* _Task_
Every line in the data below that holds "DateTime" should be found and copied.

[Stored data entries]
============

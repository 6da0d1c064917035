use serde::Serialize;

use crate::config::Config;

#[derive(Debug, Serialize)]
pub struct CommandResultViewModel<T>
where
    T: Serialize,
{
    pub content: T,

    #[serde(skip_serializing_if = "Vec::is_empty")]
    pub suggestions: Vec<Guidance>,
}

impl<T> CommandResultViewModel<T>
where
    T: Serialize,
{
    pub fn new(content: T) -> Self {
        Self {
            content,
            suggestions: Vec::new(),
        }
    }

    pub fn with_suggestion(mut self, guide: Guidance) -> Self {
        self.suggestions.push(guide);
        self
    }
}

/// A follow-up hint printed after the page
#[derive(Debug, Clone, Serialize)]
pub struct Guidance {
    pub description: String,
    #[serde(skip_serializing_if = "Option::is_none")]
    pub command: Option<String>,
}

impl Guidance {
    pub fn new(description: impl Into<String>) -> Self {
        Self {
            description: description.into(),
            command: None,
        }
    }

    pub fn with_command(mut self, command: impl Into<String>) -> Self {
        self.command = Some(command.into());
        self
    }
}

#[derive(Debug, Serialize)]
pub struct ConfigViewModel {
    pub path: String,
    pub exists: bool,
    pub config: Config,
}
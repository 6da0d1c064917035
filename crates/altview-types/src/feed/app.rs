use serde::{Deserialize, Serialize};

/// One app listing as it appears in the feed
///
/// The top-level `version*`, `download_url` and `size` fields describe the
/// current release for feeds without a `versions` history. When `versions`
/// is present and non-empty its first entry is authoritative.
#[derive(Debug, Clone, PartialEq, Serialize, Deserialize)]
#[serde(rename_all = "camelCase")]
pub struct AppRecord {
    pub bundle_identifier: String,
    pub name: String,

    #[serde(default, skip_serializing_if = "Option::is_none")]
    pub developer_name: Option<String>,

    #[serde(default, skip_serializing_if = "Option::is_none")]
    pub subtitle: Option<String>,

    #[serde(default, rename = "iconURL", skip_serializing_if = "Option::is_none")]
    pub icon_url: Option<String>,

    #[serde(default, skip_serializing_if = "Option::is_none")]
    pub localized_description: Option<String>,

    #[serde(default, rename = "screenshotURLs")]
    pub screenshot_urls: Vec<String>,

    #[serde(default, skip_serializing_if = "Option::is_none")]
    pub tint_color: Option<String>,

    #[serde(default, rename = "downloadURL", skip_serializing_if = "Option::is_none")]
    pub download_url: Option<String>,

    #[serde(default, skip_serializing_if = "Option::is_none")]
    pub version: Option<String>,

    #[serde(default, skip_serializing_if = "Option::is_none")]
    pub version_date: Option<String>,

    #[serde(default, skip_serializing_if = "Option::is_none")]
    pub version_description: Option<String>,

    #[serde(default, skip_serializing_if = "Option::is_none")]
    pub size: Option<u64>,

    /// Release history, newest first
    #[serde(default, skip_serializing_if = "Option::is_none")]
    pub versions: Option<Vec<VersionRecord>>,

    #[serde(default, skip_serializing_if = "Option::is_none")]
    pub permissions: Option<Vec<PermissionTag>>,

    #[serde(default)]
    pub beta: bool,
}

impl AppRecord {
    /// Minimal record with only identity fields set
    pub fn new(bundle_identifier: impl Into<String>, name: impl Into<String>) -> Self {
        Self {
            bundle_identifier: bundle_identifier.into(),
            name: name.into(),
            developer_name: None,
            subtitle: None,
            icon_url: None,
            localized_description: None,
            screenshot_urls: Vec::new(),
            tint_color: None,
            download_url: None,
            version: None,
            version_date: None,
            version_description: None,
            size: None,
            versions: None,
            permissions: None,
            beta: false,
        }
    }

    /// The authoritative release entry, if the record carries a history
    pub fn latest_version(&self) -> Option<&VersionRecord> {
        self.versions.as_deref().and_then(<[VersionRecord]>::first)
    }
}

/// One entry of an app's release history
#[derive(Debug, Clone, PartialEq, Serialize, Deserialize)]
#[serde(rename_all = "camelCase")]
pub struct VersionRecord {
    #[serde(default, skip_serializing_if = "Option::is_none")]
    pub version: Option<String>,

    /// ISO-8601 release timestamp; not guaranteed to parse
    #[serde(default, skip_serializing_if = "Option::is_none")]
    pub date: Option<String>,

    #[serde(default, skip_serializing_if = "Option::is_none")]
    pub localized_description: Option<String>,

    #[serde(default, rename = "downloadURL", skip_serializing_if = "Option::is_none")]
    pub download_url: Option<String>,

    #[serde(default, skip_serializing_if = "Option::is_none")]
    pub size: Option<u64>,
}

/// A permission the app requests, keyed by its raw tag (e.g. "background-audio")
#[derive(Debug, Clone, PartialEq, Eq, Serialize, Deserialize)]
#[serde(rename_all = "camelCase")]
pub struct PermissionTag {
    #[serde(rename = "type")]
    pub key: String,

    #[serde(default, skip_serializing_if = "Option::is_none")]
    pub usage_description: Option<String>,
}
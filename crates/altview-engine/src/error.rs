use std::fmt;

/// Result type for altview-engine operations
pub type Result<T> = std::result::Result<T, Error>;

/// Error types that can occur in the engine layer
#[derive(Debug)]
pub enum Error {
    /// Feed document could not be read into the schema
    Feed(altview_types::Error),

    /// Requested listing is not in the feed
    ListingUnavailable(String),
}

impl fmt::Display for Error {
    fn fmt(&self, f: &mut fmt::Formatter<'_>) -> fmt::Result {
        match self {
            Error::Feed(err) => write!(f, "Feed error: {}", err),
            Error::ListingUnavailable(id) => write!(f, "Listing unavailable: {}", id),
        }
    }
}

impl std::error::Error for Error {
    fn source(&self) -> Option<&(dyn std::error::Error + 'static)> {
        match self {
            Error::Feed(err) => Some(err),
            Error::ListingUnavailable(_) => None,
        }
    }
}

impl From<altview_types::Error> for Error {
    fn from(err: altview_types::Error) -> Self {
        Error::Feed(err)
    }
}
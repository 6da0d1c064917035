use crate::presentation::{CommandResultViewModel, ConsoleRenderer, Guidance};
use altview_engine::ListOptions;
use altview_types::FeedDocument;
use anyhow::Result;

pub fn handle(
    feed: &FeedDocument,
    options: &ListOptions,
    renderer: &ConsoleRenderer,
) -> Result<()> {
    let page = altview_engine::app_list(feed, options);
    let hidden = feed.apps.len() - page.apps.len();

    let mut result = CommandResultViewModel::new(page);
    if hidden > 0 {
        result = result.with_suggestion(
            Guidance::new(format!("{} beta app(s) hidden", hidden))
                .with_command("altview apps --include-beta"),
        );
    }

    renderer.render(result)
}
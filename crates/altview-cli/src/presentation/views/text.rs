use altview_types::{FormattedText, TextSegment};
use std::fmt;

use crate::presentation::Style;

/// Write enriched text, indenting every line and styling links
pub fn write_formatted(
    f: &mut fmt::Formatter<'_>,
    text: &FormattedText,
    indent: &str,
    style: Style,
) -> fmt::Result {
    let mut line_start = true;

    for segment in text.segments() {
        if line_start && !matches!(segment, TextSegment::Break) {
            f.write_str(indent)?;
            line_start = false;
        }
        match segment {
            TextSegment::Text { text } => f.write_str(text)?,
            TextSegment::Link { url } => f.write_str(&style.link(url))?,
            TextSegment::Break => {
                writeln!(f)?;
                line_start = true;
            }
        }
    }

    if !line_start {
        writeln!(f)?;
    }
    Ok(())
}

#[cfg(test)]
mod tests {
    use super::*;
    use altview_engine::text::enrich_text;

    struct Quoted(FormattedText);

    impl fmt::Display for Quoted {
        fn fmt(&self, f: &mut fmt::Formatter<'_>) -> fmt::Result {
            write_formatted(f, &self.0, "> ", Style::plain())
        }
    }

    #[test]
    fn test_blank_lines_have_no_indent() {
        let text = enrich_text("a\n\nhttps://x.io b").unwrap();
        assert_eq!(Quoted(text).to_string(), "> a\n\n> https://x.io b\n");
    }

    #[test]
    fn test_trailing_break_ends_output() {
        let text = enrich_text("done\n").unwrap();
        assert_eq!(Quoted(text).to_string(), "> done\n");
    }
}
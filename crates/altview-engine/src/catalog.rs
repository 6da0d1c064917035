use altview_types::{ColorToken, FeedDocument, FormattedText, NewsItem};
use chrono::{DateTime, TimeZone};
use serde::Serialize;
use std::cmp::Ordering;

use crate::detail::AppHeader;
use crate::{date, text, theme};

/// Knobs for the "all apps" page
#[derive(Debug, Clone, PartialEq, Eq)]
pub struct ListOptions {
    pub include_beta: bool,
    /// Screenshots shown per app card
    pub preview_screenshots: usize,
}

impl Default for ListOptions {
    fn default() -> Self {
        Self {
            include_beta: false,
            preview_screenshots: 2,
        }
    }
}

#[derive(Debug, Clone, Serialize)]
pub struct AppListPage {
    pub page_title: String,
    pub apps: Vec<AppListEntry>,
}

#[derive(Debug, Clone, Serialize)]
pub struct AppListEntry {
    pub bundle_identifier: String,
    pub header: AppHeader,
    pub tint: ColorToken,
    pub subtitle: String,
    pub screenshots: Vec<String>,
    pub beta: bool,
}

#[derive(Debug, Clone, Serialize)]
pub struct NewsPage {
    pub page_title: String,
    pub items: Vec<NewsEntry>,
}

#[derive(Debug, Clone, Serialize)]
pub struct NewsEntry {
    #[serde(skip_serializing_if = "Option::is_none")]
    pub title: Option<String>,
    #[serde(skip_serializing_if = "Option::is_none")]
    pub date: Option<String>,
    #[serde(skip_serializing_if = "Option::is_none")]
    pub caption: Option<FormattedText>,
    pub tint: ColorToken,
    #[serde(skip_serializing_if = "Option::is_none")]
    pub image_url: Option<String>,
    #[serde(skip_serializing_if = "Option::is_none")]
    pub url: Option<String>,
    #[serde(skip_serializing_if = "Option::is_none")]
    pub app_id: Option<String>,
}

/// Build the "all apps" page in feed order
pub fn build_app_list(feed: &FeedDocument, options: &ListOptions) -> AppListPage {
    let apps = feed
        .apps
        .iter()
        .filter(|app| options.include_beta || !app.beta)
        .map(|app| AppListEntry {
            bundle_identifier: app.bundle_identifier.clone(),
            header: AppHeader::from(app),
            tint: theme::resolve_tint(app.tint_color.as_deref()),
            subtitle: app.subtitle.clone().unwrap_or_default(),
            screenshots: app
                .screenshot_urls
                .iter()
                .take(options.preview_screenshots)
                .cloned()
                .collect(),
            beta: app.beta,
        })
        .collect();

    AppListPage {
        page_title: format!("Apps - {}", feed.name),
        apps,
    }
}

/// Build the "all news" page, newest first
///
/// Items whose date is missing or unparseable go after every dated item and
/// keep their feed order.
pub fn build_news_page<Tz: TimeZone>(feed: &FeedDocument, now: &DateTime<Tz>) -> NewsPage {
    let tz = now.timezone();
    let mut dated: Vec<(Option<i64>, &NewsItem)> = feed
        .news
        .iter()
        .map(|item| {
            let ts = item
                .date
                .as_deref()
                .and_then(|raw| date::parse_feed_date(raw, &tz))
                .map(|dt| dt.timestamp_millis());
            (ts, item)
        })
        .collect();

    dated.sort_by(|(a, _), (b, _)| newest_first(*a, *b));

    let items = dated
        .into_iter()
        .map(|(_, item)| NewsEntry {
            title: item.title.clone(),
            date: item
                .date
                .as_deref()
                .map(|raw| date::format_version_date(raw, now)),
            caption: item.caption.as_deref().and_then(text::enrich_text),
            tint: theme::resolve_tint(item.tint_color.as_deref()),
            image_url: item.image_url.clone(),
            url: item.url.clone(),
            app_id: item.app_id.clone(),
        })
        .collect();

    NewsPage {
        page_title: format!("News - {}", feed.name),
        items,
    }
}

fn newest_first(a: Option<i64>, b: Option<i64>) -> Ordering {
    match (a, b) {
        (Some(a), Some(b)) => b.cmp(&a),
        (Some(_), None) => Ordering::Less,
        (None, Some(_)) => Ordering::Greater,
        (None, None) => Ordering::Equal,
    }
}
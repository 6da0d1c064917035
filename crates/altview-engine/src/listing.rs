use altview_types::AppRecord;

/// Flatten an app's newest release into its top-level version fields
///
/// With a non-empty `versions` history, `version`, `version_date`,
/// `version_description`, `download_url` and `size` are taken from the first
/// entry, including fields that entry leaves out. Identity and media fields
/// never change. Without a history the record is returned as is.
pub fn resolve_listing(app: &AppRecord) -> AppRecord {
    let mut resolved = app.clone();

    if let Some(latest) = app.latest_version() {
        tracing::debug!(
            bundle = %app.bundle_identifier,
            version = latest.version.as_deref().unwrap_or("-"),
            "using newest release from version history"
        );
        resolved.version = latest.version.clone();
        resolved.version_date = latest.date.clone();
        resolved.version_description = latest.localized_description.clone();
        resolved.download_url = latest.download_url.clone();
        resolved.size = latest.size;
    }

    resolved
}
use altview_types::{FormattedText, TextSegment};
use regex::Regex;
use std::sync::LazyLock;

/// URLs with an http, https, ftp or file scheme. The final character must
/// not be sentence punctuation, so "see https://a.io." links "https://a.io".
/// The word boundary is ASCII-only: a scheme glued to CJK or accented text
/// still starts a link.
static URL_REGEX: LazyLock<Regex> = LazyLock::new(|| {
    Regex::new(r"(?-u:\b)(?i:https?|ftp|file)://[-A-Za-z0-9+&@#/%?=~_|!:,.;]*[-A-Za-z0-9+&@#/%=~_|]")
        .unwrap()
});

/// Mark URLs as link spans and newlines as breaks
///
/// Matches are taken in a single left-to-right pass and each one consumes
/// its span, so link spans never overlap and no text is dropped or repeated.
/// Returns `None` for empty input.
pub fn enrich_text(input: &str) -> Option<FormattedText> {
    if input.is_empty() {
        return None;
    }

    let mut segments = Vec::new();
    let mut cursor = 0;

    for url in URL_REGEX.find_iter(input) {
        push_plain(&mut segments, &input[cursor..url.start()]);
        segments.push(TextSegment::link(url.as_str()));
        cursor = url.end();
    }
    push_plain(&mut segments, &input[cursor..]);

    Some(FormattedText::new(segments))
}

fn push_plain(segments: &mut Vec<TextSegment>, text: &str) {
    for (i, line) in text.split('\n').enumerate() {
        if i > 0 {
            segments.push(TextSegment::Break);
        }
        if !line.is_empty() {
            segments.push(TextSegment::text(line));
        }
    }
}
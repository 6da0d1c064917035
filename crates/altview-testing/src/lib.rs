//! Testing infrastructure for altview tests.
//!
//! - `fixtures`: the sample feed and record builders
//! - `world`: isolated temp-dir environment for running the CLI
//! - `assertions`: checks over the CLI's JSON output

pub mod assertions;
pub mod fixtures;
pub mod world;

pub use world::TestWorld;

============

* _Exercise output_
use chrono::{DateTime, TimeZone};
pub fn build_news_page<Tz: TimeZone>(feed: &FeedDocument, now: &DateTime<Tz>) -> NewsPage {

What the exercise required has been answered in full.